That was the news we blasted out to our close friends and family, with great enthusiasm yesterday when the scan showed that baby number 2 was going to be a girl.
"I'm having a baby sister!
We were excited, because it's another addition to the family, and relieved that I wasn't going to have to run out and buy everything else in blue or white, if baby number 2 is going to be a boy. Truth be told, we were happy that the scan showed baby developing and growing well and all arms, fingers, limbs, eyes etc were in the right place, which meant that it's likely she's going to be healthy.

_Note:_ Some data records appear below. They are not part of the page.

use crate::logic::{CropAssessment, HumiditySignal};
use crate::models::{Crop, CropSelection, SelectionMode};
use crate::ui::Theme;
use ratatui::{
    buffer::Buffer,
    layout::{Constraint, Direction, Layout, Rect},
    style::Style,
    text::{Line, Span},
    widgets::{Block, Borders, List, ListItem, Paragraph, Widget, Wrap},
};

/// Crop picker plus the status card for the highlighted crop.
pub struct CropsScreen<'a> {
    pub assessments: &'a [CropAssessment],
    pub selection: &'a CropSelection,
    pub selected_index: usize,
}

impl<'a> CropsScreen<'a> {
    pub fn new(assessments: &'a [CropAssessment], selection: &'a CropSelection) -> Self {
        Self {
            assessments,
            selection,
            selected_index: 0,
        }
    }

    pub fn with_selection(mut self, index: usize) -> Self {
        self.selected_index = index;
        self
    }

    fn assessment_for(&self, crop: Crop) -> Option<&CropAssessment> {
        self.assessments.iter().find(|a| a.crop == crop)
    }
}

impl Widget for CropsScreen<'_> {
    fn render(self, area: Rect, buf: &mut Buffer) {
        let chunks = Layout::default()
            .direction(Direction::Vertical)
            .constraints([
                Constraint::Length(1), // Title
                Constraint::Min(10),   // Content
                Constraint::Length(1), // Nav
            ])
            .split(area);

        let title = Line::from(vec![
            Span::styled("Crops", Theme::title()),
            Span::styled(
                format!(
                    " - mode: {} ({} selected)",
                    self.selection.mode().as_str(),
                    self.selection.selected().len()
                ),
                Theme::dim(),
            ),
        ]);
        Paragraph::new(title).render(chunks[0], buf);

        let content = Layout::default()
            .direction(Direction::Horizontal)
            .constraints([Constraint::Percentage(35), Constraint::Percentage(65)])
            .split(chunks[1]);

        self.render_list(content[0], buf);
        self.render_card(content[1], buf);

        let nav = Line::from(vec![
            Span::styled("[↑↓]", Theme::nav_key()),
            Span::styled("Navigate ", Theme::nav_label()),
            Span::styled("[Space]", Theme::nav_key()),
            Span::styled("Toggle ", Theme::nav_label()),
            Span::styled("[m]", Theme::nav_key()),
            Span::styled("Mode ", Theme::nav_label()),
            Span::styled("[Esc]", Theme::nav_key()),
            Span::styled("Back", Theme::nav_label()),
        ]);
        Paragraph::new(nav).render(chunks[2], buf);
    }
}

impl CropsScreen<'_> {
    fn render_list(&self, area: Rect, buf: &mut Buffer) {
        let block = Block::default()
            .title("Registry")
            .borders(Borders::ALL)
            .border_style(Theme::border());

        let inner = block.inner(area);
        block.render(area, buf);

        let locked = self.selection.mode() == SelectionMode::All;

        let items: Vec<ListItem> = Crop::ALL
            .iter()
            .enumerate()
            .map(|(i, crop)| {
                let style = if i == self.selected_index {
                    Theme::selected()
                } else {
                    Style::default()
                };

                let checkbox = if self.selection.contains(*crop) {
                    "[x] "
                } else {
                    "[ ] "
                };
                let checkbox_style = if locked { Theme::dim() } else { Theme::normal() };

                let mut spans = vec![
                    Span::styled(checkbox, checkbox_style),
                    Span::raw(crop.as_str()),
                ];
                if let Some(a) = self.assessment_for(*crop) {
                    spans.push(Span::raw(" "));
                    spans.push(Span::styled(
                        a.status.symbol(),
                        Style::default().fg(a.status.color()),
                    ));
                }

                ListItem::new(Line::from(spans)).style(style)
            })
            .collect();

        List::new(items).render(inner, buf);
    }

    fn render_card(&self, area: Rect, buf: &mut Buffer) {
        let crop = match Crop::ALL.get(self.selected_index) {
            Some(c) => *c,
            None => return,
        };
        let profile = crop.profile();

        let (border_style, title_span) = match self.assessment_for(crop) {
            Some(a) => (
                Style::default().fg(a.status.color()),
                Span::styled(
                    format!("{} {}", a.status.symbol(), crop.as_str()),
                    Style::default().fg(a.status.color()),
                ),
            ),
            None => (Theme::border(), Span::styled(crop.as_str(), Theme::header())),
        };

        let block = Block::default()
            .title(title_span)
            .borders(Borders::ALL)
            .border_style(border_style);

        let inner = block.inner(area);
        block.render(area, buf);

        let mut lines = Vec::new();

        match self.assessment_for(crop) {
            Some(a) => {
                lines.push(Line::from(vec![
                    Span::styled("Status: ", Theme::dim()),
                    Span::styled(a.status.as_str(), Style::default().fg(a.status.color())),
                ]));
                lines.push(Line::from(vec![
                    Span::styled("Next recommended harvest day: ", Theme::dim()),
                    Span::styled(a.next_optimal.to_string(), Theme::header()),
                ]));
                let humidity = match a.today_humidity {
                    HumiditySignal::DaytimeMean(h) => format!("Ø {:.0}% (daytime mean)", h),
                    HumiditySignal::DailyMax(h) => format!("{:.0}% (daily max)", h),
                    HumiditySignal::Missing => "–".to_string(),
                };
                lines.push(Line::from(vec![
                    Span::styled("Today's humidity: ", Theme::dim()),
                    Span::styled(humidity, Theme::normal()),
                ]));
            }
            None => {
                lines.push(Line::from(Span::styled(
                    "Not selected - no assessment",
                    Theme::dim(),
                )));
            }
        }

        lines.push(Line::from(vec![]));
        lines.push(Line::from(vec![
            Span::styled("Optimal temperature: ", Theme::dim()),
            Span::styled(
                format!(
                    "{:.0}°C – {:.0}°C",
                    profile.optimal_temp_min, profile.optimal_temp_max
                ),
                Theme::normal(),
            ),
        ]));
        lines.push(Line::from(vec![
            Span::styled("Max humidity: ", Theme::dim()),
            Span::styled(
                format!("{:.0}%", profile.optimal_humidity_max),
                Theme::normal(),
            ),
        ]));
        lines.push(Line::from(vec![]));
        lines.push(Line::from(Span::styled(profile.advisory, Theme::dim())));

        Paragraph::new(lines).wrap(Wrap { trim: true }).render(inner, buf);
    }
}
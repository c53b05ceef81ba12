use crate::ui::Theme;
use ratatui::{
    buffer::Buffer,
    layout::Rect,
    text::{Line, Span},
    widgets::{Block, Borders, Paragraph, Widget},
};

/// Single-line text entry with a block cursor, used for the place name.
pub struct InputWidget<'a> {
    label: &'a str,
    value: &'a str,
    focused: bool,
}

impl<'a> InputWidget<'a> {
    pub fn new(label: &'a str, value: &'a str) -> Self {
        Self {
            label,
            value,
            focused: false,
        }
    }

    pub fn focused(mut self, focused: bool) -> Self {
        self.focused = focused;
        self
    }
}

impl Widget for InputWidget<'_> {
    fn render(self, area: Rect, buf: &mut Buffer) {
        let border_style = if self.focused {
            Theme::border_focused()
        } else {
            Theme::border()
        };

        let block = Block::default()
            .title(self.label)
            .borders(Borders::ALL)
            .border_style(border_style);

        let inner = block.inner(area);
        block.render(area, buf);

        if self.focused {
            // Cursor always sits at the end of the buffer.
            let display_value = Line::from(vec![
                Span::raw(self.value),
                Span::styled(" ", Theme::selected()),
            ]);
            let para = Paragraph::new(display_value);
            para.render(inner, buf);
        } else {
            let para = Paragraph::new(self.value);
            para.render(inner, buf);
        }
    }
}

The part that my husband and I were not expecting were the varied reactions that came back to us when we shared the news. My mother-in-law rang my husband and immediately offered a consolatory reply: "It's okay la, never mind that it's a girl." My husband, who by then was shocked and furious replied: "Of course it's okay, I'm very happy with the news."
My parents reacted with less bias, but they said: "Oh okay what, healthy can already." Blah! They didn't seem as excited, were they hoping to have a grandson, or was the news of baby number 2 not so newsy anymore? I couldn't tell the difference and my husband and I agreed that the expectations were there, that if we had a girl, a boy would be the answer to a perfect family.
I disagree, since I'm from a family of one other sibling, yes a brother and my husband is the youngest of 3 boys. But we sure know what it means to be blessed with a child, boy or girl, and we do not take for granted when our doctors tells us that the foetus is healthy, or the baby is developing well. Afterall, we've had our fair share of grief having lost my first-born, and Maegan is a definite joy.
Are we disappointed that we don't have a son? Perhaps, but there isn't anything like having a child, who is precious in his or her own right. I told my husband that I was so thankful he wasn't into the entire "have a son to carry on the surname" tradition, and to make myself feel better after hearing our parents' reaction, I assured myself that at least baby number 2 is healthy.
But my husband made one remark and he said: "Any child, healthy or otherwise, is precious in our sight." Suddenly, it made the entire issue of having a boy or a girl seem so insignificant. He was right, why did I have to console myself with health, to replace the feeling of not having a boy? We were and still are overjoyed by the fact that Maegan's going to have a sister. We even prepared a female name when I found out I was pregnant. But I realised that societal expectations, especially from the family can have such a strong influence and impact on us, that it can rob away the joy we first had.
So we bounced back stronger than before, and told everyone who consoled us that we're very happy, and that they should too, because that's exactly how we want to welcome baby number 2, with loads of celebration, joy and excitement. Plus, my husband says he gets to buy two baseball bats now, for when each girl turns 16. I say, there's going to be girl-power in the household, which just means Daddy's got to get past 3 girls before he can buy his PS3.